---- GIVEN RECORDS

impl Default for EngineConfig {
    fn default() -> Self {
        Self::defaults(&|_: &str| -> Option<String> { None })
    }
}

/// On-disk settings. Every field is optional.
#[derive(Debug, Default, Deserialize)]
#[serde(default, deny_unknown_fields)]
struct SettingsFile {
    min_length: Option<usize>,
    max_blocks: Option<u32>,
    judge_timeout: Option<String>,
    backend: Option<BackendKind>,
    rules: Option<PathBuf>,
    state_dir: Option<PathBuf>,
    opencode: OpenCodeFile,
    anthropic: AnthropicFile,
}

#[derive(Debug, Default, Deserialize)]
#[serde(default, deny_unknown_fields)]
struct OpenCodeFile {
    binary: Option<PathBuf>,
    server_url: Option<String>,
    server_port: Option<u16>,
}

#[derive(Debug, Default, Deserialize)]
#[serde(default, deny_unknown_fields)]
struct AnthropicFile {
    model: Option<String>,
    base_url: Option<String>,
    max_tokens: Option<u32>,
    api_key: Option<String>,
}

impl EngineConfig {
    /// Load from the process environment.
    pub fn load() -> Self {
        Self::load_with(&|key| std::env::var(key).ok())
    }

    /// Load using `lookup` to read environment variables. Skipped values are
    /// logged.
    pub fn load_with(lookup: &dyn Fn(&str) -> Option<String>) -> Self {
        let (config, issues) = Self::load_reporting(lookup);
        for issue in &issues {
            tracing::warn!(error = %issue, "Ignoring configuration value");
        }
        config
    }

    /// Load using `lookup`, returning skipped values instead of logging them.
    /// Used when logging is configured from the result.
    pub fn load_reporting(lookup: &dyn Fn(&str) -> Option<String>) -> (Self, Vec<ConfigError>) {
        let mut config = Self::defaults(lookup);
        let mut issues = Vec::new();

        let settings_path = config.settings_path();
        let settings = match read_settings(&settings_path) {
            Ok(settings) => settings,
            Err(e) => {
                issues.push(e);
                None
            }
        };

        let api_key_setting = settings.as_ref().and_then(|s| s.anthropic.api_key.clone());
        if let Some(settings) = settings {
            config.apply_settings(settings, &mut issues);
        }
        config.apply_env(lookup, &mut issues);

        config.anthropic.api_key = ApiCredential::from_config_or_env(
            api_key_setting.as_deref(),
            ENV_ANTHROPIC_API_KEY,
            "Anthropic API key",
            lookup,
        )
        .ok()
        .map(Arc::new);

        (config, issues)
    }

    fn defaults(lookup: &dyn Fn(&str) -> Option<String>) -> Self {
        let home = BaseDirs::new().map(|dirs| dirs.home_dir().to_path_buf());
        let xdg = |var: &str, fallback: &[&str]| -> PathBuf {
            lookup(var)
                .filter(|v| !v.is_empty())
                .map(PathBuf::from)
                .or_else(|| {
                    home.as_ref()
                        .map(|h| fallback.iter().fold(h.clone(), |p, part| p.join(part)))
                })
                .unwrap_or_else(std::env::temp_dir)
                .join(APP_DIR)
        };

        Self {
            min_last_length: DEFAULT_MIN_LAST_LENGTH,
            max_blocks: DEFAULT_MAX_BLOCKS,
            judge_timeout: DEFAULT_JUDGE_TIMEOUT,
            backend: BackendKind::default(),
            opencode: OpenCodeSettings::default(),
            anthropic: AnthropicSettings::default(),
            state_dir: xdg("XDG_STATE_HOME", &[".local", "state"]),
            config_dir: xdg("XDG_CONFIG_HOME", &[".config"]),
            rules_path: None,
        }
    }

    fn apply_settings(&mut self, settings: SettingsFile, issues: &mut Vec<ConfigError>) {
        if let Some(v) = settings.min_length {
            self.min_last_length = v;
        }
        if let Some(v) = settings.max_blocks {
            self.max_blocks = v;
        }
        if let Some(raw) = settings.judge_timeout {
            match parse_timeout(&raw) {
                Ok(v) => self.judge_timeout = v,
                Err(e) => issues.push(e),
            }
        }
        if let Some(v) = settings.backend {
            self.backend = v;
        }
        if settings.rules.is_some() {
            self.rules_path = settings.rules;
        }
        if let Some(v) = settings.state_dir {
            self.state_dir = v;
        }

        if settings.opencode.binary.is_some() {
            self.opencode.binary = settings.opencode.binary;
        }
        if let Some(port) = settings.opencode.server_port {
            self.opencode.server_port = port;
            self.opencode.server_url = format!("http://127.0.0.1:{port}");
        }
        if let Some(v) = settings.opencode.server_url {
            self.opencode.server_url = v;
        }

        if let Some(v) = settings.anthropic.model {
            self.anthropic.model = v;
        }
        if let Some(v) = settings.anthropic.base_url {
            self.anthropic.base_url = v;
        }
        if let Some(v) = settings.anthropic.max_tokens {
            self.anthropic.max_tokens = v;
        }
    }

    fn apply_env(&mut self, lookup: &dyn Fn(&str) -> Option<String>, issues: &mut Vec<ConfigError>) {
        if let Some(v) = env_value(lookup, ENV_MIN_LENGTH, issues, |s| s.parse::<usize>()) {
            self.min_last_length = v;
        }
        if let Some(v) = env_value(lookup, ENV_MAX_BLOCKS, issues, |s| s.parse::<u32>()) {
            self.max_blocks = v;
        }
        if let Some(v) = env_value(lookup, ENV_JUDGE_TIMEOUT, issues, parse_timeout) {
            self.judge_timeout = v;
        }
        if let Some(v) = env_value(lookup, ENV_BACKEND, issues, BackendKind::from_str) {
            self.backend = v;
        }
        if let Some(v) = non_empty(lookup, ENV_OPENCODE_BIN) {
            self.opencode.binary = Some(PathBuf::from(v));
        }
        if let Some(v) = non_empty(lookup, ENV_OPENCODE_SERVER) {
            self.opencode.server_url = v;
        }
        if let Some(v) = non_empty(lookup, ENV_STATE_DIR) {
            self.state_dir = PathBuf::from(v);
        }
        if let Some(v) = non_empty(lookup, ENV_RULES) {
            self.rules_path = Some(PathBuf::from(v));
        }
    }

    pub fn settings_path(&self) -> PathBuf {
        self.config_dir.join(SETTINGS_FILE)
    }

    pub fn sessions_dir(&self) -> PathBuf {
        self.state_dir.join("sessions")
    }

    pub fn log_path(&self) -> PathBuf {
        self.state_dir.join("turnguard.log")
    }

    /// Where this invocation's rules come from.
    ///
    /// Order: `cli_override`, the configured override, the user rule file,
    /// the bundled rules.
    pub fn rule_source(&self, cli_override: Option<&Path>) -> RuleSource {
        if let Some(path) = cli_override.or(self.rules_path.as_deref()) {
            return RuleSource::Explicit(path.to_path_buf());
        }

        let user = self.config_dir.join(USER_RULES_FILE);
        if user.is_file() {
            return RuleSource::User(user);
        }

        RuleSource::Bundled
    }

    /// Key/value view for display, with secrets redacted.
    pub fn describe(&self) -> Vec<(&'static str, String)> {
        let path_or_none = |p: Option<&Path>| {
            p.map(|p| p.display().to_string())
                .unwrap_or_else(|| "(none)".to_string())
        };

        vec![
            ("min_length", self.min_last_length.to_string()),
            ("max_blocks", self.max_blocks.to_string()),
            (
                "judge_timeout",
                humantime::format_duration(self.judge_timeout).to_string(),
            ),
            ("backend", self.backend.to_string()),
            ("opencode.binary", path_or_none(self.opencode.binary.as_deref())),
            ("opencode.server_url", self.opencode.server_url.clone()),
            ("opencode.server_port", self.opencode.server_port.to_string()),
            ("anthropic.model", self.anthropic.model.clone()),
            ("anthropic.base_url", self.anthropic.base_url.clone()),
            (
                "anthropic.api_key",
                self.anthropic
                    .api_key
                    .as_ref()
                    .map(|k| k.to_string())
                    .unwrap_or_else(|| "(none)".to_string()),
            ),
            ("rules", path_or_none(self.rules_path.as_deref())),
            ("state_dir", self.state_dir.display().to_string()),
            ("config_dir", self.config_dir.display().to_string()),
        ]
    }
}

--------

Every entry must be retyped in full, exactly as given.

◆ **RESPONSE AREA**
impl Default for EngineConfig {
    fn default() -> Self {
        Self::defaults(&|_: &str| -> Option<String> { None })
    }
}

/// On-disk settings. Every field is optional.
#[derive(Debug, Default, Deserialize)]
#[serde(default, deny_unknown_fields)]
struct SettingsFile {
    min_length: Option<usize>,
    max_blocks: Option<u32>,
    judge_timeout: Option<String>,
    backend: Option<BackendKind>,
    rules: Option<PathBuf>,
    state_dir: Option<PathBuf>,
    opencode: OpenCodeFile,
    anthropic: AnthropicFile,
}

#[derive(Debug, Default, Deserialize)]
#[serde(default, deny_unknown_fields)]
struct OpenCodeFile {
    binary: Option<PathBuf>,
    server_url: Option<String>,
    server_port: Option<u16>,
}

#[derive(Debug, Default, Deserialize)]
#[serde(default, deny_unknown_fields)]
struct AnthropicFile {
    model: Option<String>,
    base_url: Option<String>,
    max_tokens: Option<u32>,
    api_key: Option<String>,
}

impl EngineConfig {
    /// Load from the process environment.
    pub fn load() -> Self {
        Self::load_with(&|key| std::env::var(key).ok())
    }

    /// Load using `lookup` to read environment variables. Skipped values are
    /// logged.
    pub fn load_with(lookup: &dyn Fn(&str) -> Option<String>) -> Self {
        let (config, issues) = Self::load_reporting(lookup);
        for issue in &issues {
            tracing::warn!(error = %issue, "Ignoring configuration value");
        }
        config
    }

    /// Load using `lookup`, returning skipped values instead of logging them.
    /// Used when logging is configured from the result.
    pub fn load_reporting(lookup: &dyn Fn(&str) -> Option<String>) -> (Self, Vec<ConfigError>) {
        let mut config = Self::defaults(lookup);
        let mut issues = Vec::new();

        let settings_path = config.settings_path();
        let settings = match read_settings(&settings_path) {
            Ok(settings) => settings,
            Err(e) => {
                issues.push(e);
                None
            }
        };

        let api_key_setting = settings.as_ref().and_then(|s| s.anthropic.api_key.clone());
        if let Some(settings) = settings {
            config.apply_settings(settings, &mut issues);
        }
        config.apply_env(lookup, &mut issues);

        config.anthropic.api_key = ApiCredential::from_config_or_env(
            api_key_setting.as_deref(),
            ENV_ANTHROPIC_API_KEY,
            "Anthropic API key",
            lookup,
        )
        .ok()
        .map(Arc::new);

        (config, issues)
    }

    fn defaults(lookup: &dyn Fn(&str) -> Option<String>) -> Self {
        let home = BaseDirs::new().map(|dirs| dirs.home_dir().to_path_buf());
        let xdg = |var: &str, fallback: &[&str]| -> PathBuf {
            lookup(var)
                .filter(|v| !v.is_empty())
                .map(PathBuf::from)
                .or_else(|| {
                    home.as_ref()
                        .map(|h| fallback.iter().fold(h.clone(), |p, part| p.join(part)))
                })
                .unwrap_or_else(std::env::temp_dir)
                .join(APP_DIR)
        };

        Self {
            min_last_length: DEFAULT_MIN_LAST_LENGTH,
            max_blocks: DEFAULT_MAX_BLOCKS,
            judge_timeout: DEFAULT_JUDGE_TIMEOUT,
            backend: BackendKind::default(),
            opencode: OpenCodeSettings::default(),
            anthropic: AnthropicSettings::default(),
            state_dir: xdg("XDG_STATE_HOME", &[".local", "state"]),
            config_dir: xdg("XDG_CONFIG_HOME", &[".config"]),
            rules_path: None,
        }
    }

    fn apply_settings(&mut self, settings: SettingsFile, issues: &mut Vec<ConfigError>) {
        if let Some(v) = settings.min_length {
            self.min_last_length = v;
        }
        if let Some(v) = settings.max_blocks {
            self.max_blocks = v;
        }
        if let Some(raw) = settings.judge_timeout {
            match parse_timeout(&raw) {
                Ok(v) => self.judge_timeout = v,
                Err(e) => issues.push(e),
            }
        }
        if let Some(v) = settings.backend {
            self.backend = v;
        }
        if settings.rules.is_some() {
            self.rules_path = settings.rules;
        }
        if let Some(v) = settings.state_dir {
            self.state_dir = v;
        }

        if settings.opencode.binary.is_some() {
            self.opencode.binary = settings.opencode.binary;
        }
        if let Some(port) = settings.opencode.server_port {
            self.opencode.server_port = port;
            self.opencode.server_url = format!("http://127.0.0.1:{port}");
        }
        if let Some(v) = settings.opencode.server_url {
            self.opencode.server_url = v;
        }

        if let Some(v) = settings.anthropic.model {
            self.anthropic.model = v;
        }
        if let Some(v) = settings.anthropic.base_url {
            self.anthropic.base_url = v;
        }
        if let Some(v) = settings.anthropic.max_tokens {
            self.anthropic.max_tokens = v;
        }
    }

    fn apply_env(&mut self, lookup: &dyn Fn(&str) -> Option<String>, issues: &mut Vec<ConfigError>) {
        if let Some(v) = env_value(lookup, ENV_MIN_LENGTH, issues, |s| s.parse::<usize>()) {
            self.min_last_length = v;
        }
        if let Some(v) = env_value(lookup, ENV_MAX_BLOCKS, issues, |s| s.parse::<u32>()) {
            self.max_blocks = v;
        }
        if let Some(v) = env_value(lookup, ENV_JUDGE_TIMEOUT, issues, parse_timeout) {
            self.judge_timeout = v;
        }
        if let Some(v) = env_value(lookup, ENV_BACKEND, issues, BackendKind::from_str) {
            self.backend = v;
        }
        if let Some(v) = non_empty(lookup, ENV_OPENCODE_BIN) {
            self.opencode.binary = Some(PathBuf::from(v));
        }
        if let Some(v) = non_empty(lookup, ENV_OPENCODE_SERVER) {
            self.opencode.server_url = v;
        }
        if let Some(v) = non_empty(lookup, ENV_STATE_DIR) {
            self.state_dir = PathBuf::from(v);
        }
        if let Some(v) = non_empty(lookup, ENV_RULES) {
            self.rules_path = Some(PathBuf::from(v));
        }
    }

    pub fn settings_path(&self) -> PathBuf {
        self.config_dir.join(SETTINGS_FILE)
    }

    pub fn sessions_dir(&self) -> PathBuf {
        self.state_dir.join("sessions")
    }

    pub fn log_path(&self) -> PathBuf {
        self.state_dir.join("turnguard.log")
    }

    /// Where this invocation's rules come from.
    ///
    /// Order: `cli_override`, the configured override, the user rule file,
    /// the bundled rules.
    pub fn rule_source(&self, cli_override: Option<&Path>) -> RuleSource {
        if let Some(path) = cli_override.or(self.rules_path.as_deref()) {
            return RuleSource::Explicit(path.to_path_buf());
        }

        let user = self.config_dir.join(USER_RULES_FILE);
        if user.is_file() {
            return RuleSource::User(user);
        }

        RuleSource::Bundled
    }

    /// Key/value view for display, with secrets redacted.
    pub fn describe(&self) -> Vec<(&'static str, String)> {
        let path_or_none = |p: Option<&Path>| {
            p.map(|p| p.display().to_string())
                .unwrap_or_else(|| "(none)".to_string())
        };

        vec![
            ("min_length", self.min_last_length.to_string()),
            ("max_blocks", self.max_blocks.to_string()),
            (
                "judge_timeout",
                humantime::format_duration(self.judge_timeout).to_string(),
            ),
            ("backend", self.backend.to_string()),
            ("opencode.binary", path_or_none(self.opencode.binary.as_deref())),
            ("opencode.server_url", self.opencode.server_url.clone()),
            ("opencode.server_port", self.opencode.server_port.to_string()),
            ("anthropic.model", self.anthropic.model.clone()),
            ("anthropic.base_url", self.anthropic.base_url.clone()),
            (
                "anthropic.api_key",
                self.anthropic
                    .api_key
                    .as_ref()
                    .map(|k| k.to_string())
                    .unwrap_or_else(|| "(none)".to_string()),
            ),
            ("rules", path_or_none(self.rules_path.as_deref())),
            ("state_dir", self.state_dir.display().to_string()),
            ("config_dir", self.config_dir.display().to_string()),
        ]
    }
}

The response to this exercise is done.